Moreover, AT&T's Project U-Verse rollout offering "triple play" bundles including television service based on a hybrid of fiber optic and copper cable has run into a variety of technological and market-based obstacles, causing the company to consistently miss projections for new U-Verse customers.

Friday, January 04, 2008

Netflix's movie-to-TV scheme premature

Netflix's announcement that it will deliver downloadable films directly to televisions via high speed Internet connections is clearly premature given the current pathetic state of America's broadband infrastructure. Even compressed, full motion audio and video requires lots of bandwidth -- and that bandwidth isn't there for most U.S. households. Even more so with high definition video, which Netflix ultimately hopes to deliver.
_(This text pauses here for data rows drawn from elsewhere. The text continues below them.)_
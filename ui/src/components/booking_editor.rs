use payloads::requests::UpdateBooking;
use payloads::time::{parse_datetime_local, to_datetime_local};
use payloads::{Booking, pricing};
use yew::prelude::*;

use crate::components::Modal;
use crate::utils::money::{format_amount, parse_amount};

/// Edit panel for a booking, holding a local draft that is only sent on
/// save. A failed save keeps the panel open with the attempted values so
/// nothing the staff member typed is lost.
#[derive(Properties, PartialEq)]
pub struct BookingEditorProps {
    pub booking: Booking,
    pub on_save: Callback<UpdateBooking>,
    pub on_close: Callback<()>,
    #[prop_or_default]
    pub is_saving: bool,
    #[prop_or_default]
    pub error_message: Option<AttrValue>,
}

const INPUT_CLASS: &str = "w-full px-3 py-2 text-sm border \
                           border-neutral-300 dark:border-neutral-600 \
                           rounded-md bg-white dark:bg-neutral-700 \
                           text-neutral-900 dark:text-neutral-100";

#[function_component]
pub fn BookingEditor(props: &BookingEditorProps) -> Html {
    let draft = use_state({
        let booking = props.booking.clone();
        move || UpdateBooking::from(&booking)
    });

    let text_field = |label: &'static str,
                      value: String,
                      update: fn(&mut UpdateBooking, String)| {
        let draft = draft.clone();
        let oninput = Callback::from(move |e: InputEvent| {
            let input: web_sys::HtmlInputElement = e.target_unchecked_into();
            let mut next = (*draft).clone();
            update(&mut next, input.value());
            draft.set(next);
        });
        html! {
            <label class="block text-sm text-neutral-600 \
                          dark:text-neutral-400">
                {label}
                <input type="text" class={INPUT_CLASS} {value} {oninput} />
            </label>
        }
    };

    let datetime_field = |label: &'static str,
                          value: jiff::civil::DateTime,
                          update: fn(
        &mut UpdateBooking,
        jiff::civil::DateTime,
    )| {
        let draft = draft.clone();
        let onchange = Callback::from(move |e: Event| {
            let input: web_sys::HtmlInputElement = e.target_unchecked_into();
            // Malformed input leaves the draft's current value in place
            if let Some(parsed) = parse_datetime_local(&input.value()) {
                let mut next = (*draft).clone();
                update(&mut next, parsed);
                draft.set(next);
            }
        });
        html! {
            <label class="block text-sm text-neutral-600 \
                          dark:text-neutral-400">
                {label}
                <input
                    type="datetime-local"
                    class={INPUT_CLASS}
                    value={to_datetime_local(value)}
                    {onchange}
                />
            </label>
        }
    };

    let on_cover_toggle = {
        let draft = draft.clone();
        Callback::from(move |e: Event| {
            let input: web_sys::HtmlInputElement = e.target_unchecked_into();
            let mut next = (*draft).clone();
            next.has_cancellation_cover = input.checked();
            draft.set(next);
        })
    };

    let on_discount = {
        let draft = draft.clone();
        Callback::from(move |e: InputEvent| {
            let input: web_sys::HtmlInputElement = e.target_unchecked_into();
            let mut next = (*draft).clone();
            next.discount = parse_amount(&input.value());
            draft.set(next);
        })
    };

    let on_save_click = {
        let draft = draft.clone();
        let on_save = props.on_save.clone();
        Callback::from(move |_: MouseEvent| {
            on_save.emit((*draft).clone());
        })
    };

    let on_cancel_click = {
        let on_close = props.on_close.clone();
        Callback::from(move |_: MouseEvent| on_close.emit(()))
    };

    // Preview only; the backend requotes on save and is authoritative
    let quote = &props.booking.quote;
    let preview_total = pricing::total_payable(
        quote.quote_amount,
        quote.booking_fee,
        draft.has_cancellation_cover,
        quote.cancellation_fee,
        draft.discount,
    );

    html! {
        <Modal on_close={props.on_close.clone()} max_width="max-w-2xl">
            <h3 class="text-lg font-semibold text-neutral-900 \
                       dark:text-neutral-100 mb-4">
                {format!("Edit {}", props.booking.reference)}
            </h3>

            <div class="grid grid-cols-2 gap-4">
                {text_field("Customer name", draft.customer_name.clone(),
                    |d, v| d.customer_name = v)}
                {text_field("Phone", draft.customer_phone.clone(),
                    |d, v| d.customer_phone = v)}
                {text_field("Email", draft.customer_email.clone(),
                    |d, v| d.customer_email = v)}
                {text_field("Registration",
                    draft.vehicle_registration.clone(),
                    |d, v| d.vehicle_registration = v)}
                {text_field("Vehicle make", draft.vehicle_make.clone(),
                    |d, v| d.vehicle_make = v)}
                {text_field("Vehicle model", draft.vehicle_model.clone(),
                    |d, v| d.vehicle_model = v)}
                {text_field("Vehicle color", draft.vehicle_color.clone(),
                    |d, v| d.vehicle_color = v)}
                <label class="block text-sm text-neutral-600 \
                              dark:text-neutral-400">
                    {"Discount"}
                    <input
                        type="text"
                        class={INPUT_CLASS}
                        value={draft.discount.to_string()}
                        oninput={on_discount}
                    />
                </label>
                {datetime_field("Dropoff", draft.dropoff_at,
                    |d, v| d.dropoff_at = v)}
                {datetime_field("Return", draft.return_at,
                    |d, v| d.return_at = v)}
            </div>

            <div class="flex items-center justify-between mt-4">
                <label class="flex items-center gap-2 text-sm \
                              text-neutral-600 dark:text-neutral-400">
                    <input
                        type="checkbox"
                        checked={draft.has_cancellation_cover}
                        onchange={on_cover_toggle}
                    />
                    {"Cancellation cover"}
                </label>
                <span class="text-sm font-medium text-neutral-900 \
                             dark:text-neutral-100">
                    {format!("Estimated total: {}",
                        format_amount(preview_total))}
                </span>
            </div>

            if let Some(error) = &props.error_message {
                <div class="mt-4 text-sm text-red-600 dark:text-red-400">
                    {error}
                </div>
            }

            <div class="flex justify-end gap-3 mt-6">
                <button
                    onclick={on_cancel_click}
                    disabled={props.is_saving}
                    class="px-4 py-2 text-sm font-medium text-neutral-700 \
                           dark:text-neutral-300 bg-white \
                           dark:bg-neutral-700 border border-neutral-300 \
                           dark:border-neutral-600 rounded-md \
                           hover:bg-neutral-50 disabled:opacity-50"
                >
                    {"Cancel"}
                </button>
                <button
                    onclick={on_save_click}
                    disabled={props.is_saving}
                    class="px-4 py-2 text-sm font-medium text-white \
                           bg-blue-600 hover:bg-blue-700 rounded-md \
                           disabled:opacity-50"
                >
                    {if props.is_saving { "Saving..." } else { "Save" }}
                </button>
            </div>
        </Modal>
    }
}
Many households lack even basic broadband access needed to view graphics-intensive Web sites. A significant portion of those that have high speed Internet access connect at speeds too slow to make regular movie downloading technologically feasible.

Netflix's move is part of a broader trend in which the content providers will drive broadband deployment. Without these bandwidth dependent applications creating demand for enhanced broadband connections, progress would likely continue to move at a glacial pace, increasing the ever-widening digital divide.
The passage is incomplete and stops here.